Judge Paul A. Magnuson adopted the Magistrate Judge's recommendation in full on December 3, 2025. The court granted Hmong College Prep Academy's motion and ordered Woodstock Capital, LLC and Clark Reiner to make the required settlement payment within five business days. The court also entered formal judgment in favor of Hmong College Prep Academy for that same payment amount.
The detailed version
- Hmong College Prep Academy v. Woodstock Capital, LLC and Clark Reiner · No. 0:21-cv-01721
- Paul Magnuson
- Dec. 3, 2025
Background
Plaintiff Hmong College Prep Academy brought this civil action against Defendants Woodstock Capital, LLC and Clark Reiner. The parties apparently reached a settlement agreement at some point prior to this order, and that agreement included a payment obligation on the defendants' part under Section 1 of the Settlement Agreement. When the defendants did not fulfill that obligation, the plaintiff filed a Motion to Enforce Settlement Agreement (Docket No. 90). The defendants did not oppose the motion.

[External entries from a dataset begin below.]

//! Quota decision logic.
//!
//! The decision itself is a pure function of the account state and the
//! current time, so the pre-call check and the `/api/me` read always agree
//! on the same store snapshot.

use chrono::{DateTime, Utc};
use serde::Serialize;

/// Why a request was refused by the quota check.
#[derive(Debug, Clone, Copy, PartialEq, Eq, Serialize)]
#[serde(rename_all = "snake_case")]
pub enum DenialReason {
    NoAccount,
    AccountInactive,
    PeriodExpired,
    NoPlan,
    LimitExhausted,
}

impl DenialReason {
    pub fn as_str(&self) -> &'static str {
        match self {
            DenialReason::NoAccount => "no_account",
            DenialReason::AccountInactive => "account_inactive",
            DenialReason::PeriodExpired => "period_expired",
            DenialReason::NoPlan => "no_plan",
            DenialReason::LimitExhausted => "limit_exhausted",
        }
    }
}

/// Outcome of evaluating a subject's plan against recorded consumption.
#[derive(Debug, Clone, Serialize)]
pub struct QuotaDecision {
    pub allowed: bool,
    pub plan: String,
    pub remaining: i64,
    #[serde(skip_serializing_if = "Option::is_none")]
    pub reason: Option<DenialReason>,
}

impl QuotaDecision {
    pub fn allowed(plan: impl Into<String>, remaining: i64) -> Self {
        Self {
            allowed: true,
            plan: plan.into(),
            remaining,
            reason: None,
        }
    }

    pub fn denied(plan: impl Into<String>, reason: DenialReason) -> Self {
        Self {
            allowed: false,
            plan: plan.into(),
            remaining: 0,
            reason: Some(reason),
        }
    }
}

/// Account state assembled from the external store's account, plan and
/// usage tables.
#[derive(Debug, Clone, Default)]
pub struct AccountState {
    pub active: bool,
    pub plan_id: Option<String>,
    pub plan_active: bool,
    pub token_limit: Option<i64>,
    pub current_period_start: Option<DateTime<Utc>>,
    pub current_period_end: Option<DateTime<Utc>>,
    /// Tokens consumed within the current billing period.
    pub tokens_used: i64,
}

/// Decide whether a subject may consume more tokens right now.
///
/// A request is authorized only while consumption is strictly below the
/// plan's limit; consumption at or beyond the limit (the latter can happen
/// under concurrent load) is denied without panicking.
pub fn evaluate(state: Option<&AccountState>, now: DateTime<Utc>) -> QuotaDecision {
    let Some(state) = state else {
        return QuotaDecision::denied("none", DenialReason::NoAccount);
    };

    let plan = state.plan_id.clone().unwrap_or_else(|| "none".to_string());

    if !state.active {
        return QuotaDecision::denied(plan, DenialReason::AccountInactive);
    }

    if let Some(period_end) = state.current_period_end {
        if now > period_end {
            return QuotaDecision::denied(plan, DenialReason::PeriodExpired);
        }
    }

    if state.plan_id.is_none() || !state.plan_active {
        return QuotaDecision::denied(plan, DenialReason::NoPlan);
    }

    let token_limit = match state.token_limit {
        Some(limit) if limit > 0 => limit,
        _ => return QuotaDecision::denied(plan, DenialReason::NoPlan),
    };

    if state.tokens_used >= token_limit {
        return QuotaDecision::denied(plan, DenialReason::LimitExhausted);
    }

    QuotaDecision::allowed(plan, token_limit - state.tokens_used)
}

Magistrate Judge Proceedings
United States Magistrate Judge Douglas L. Micko reviewed the unopposed motion and issued a Report and Recommendation (R&R) dated November 6, 2025 (Docket No. 96), recommending that the motion be granted.
Standard of Review
Under 28 U.S.C. § 636(b)(1) and District of Minnesota Local Rule 72.2(b), a district court must conduct a de novo (fresh, independent) review of any portion of a Magistrate Judge's R&R to which a party files specific objections. Where no objections are filed, the district court reviews only for clear error. Because no party objected here, Judge Magnuson applied the clear-error standard, citing Grinder v. Gammon, 73 F.3d 793, 795 (8th Cir. 1996).
Ruling
Judge Magnuson found no error — clear or otherwise — in the Magistrate Judge's reasoning. The court:
- Adopted the R&R (Docket No. 96);
- Granted Hmong College Prep Academy's unopposed Motion to Enforce Settlement Agreement (Docket No. 90);
- Ordered Defendants Woodstock Capital, LLC and Clark Reiner to specifically perform (i.e., actually carry out) their payment obligation under Section 1 of the Settlement Agreement by delivering the required settlement payment to Hmong College Prep Academy within five business days of the order; and
- Entered judgment for Plaintiff Hmong College Prep Academy in the amount of the Settlement Payment required by Section 1 of the Settlement Agreement.
Notes
The opinion does not disclose the dollar amount of the Settlement Payment, the underlying claims in the litigation, or the reasons the defendants failed to make the payment. The order enforces a pre-existing agreement rather than adjudicating the underlying dispute on its merits.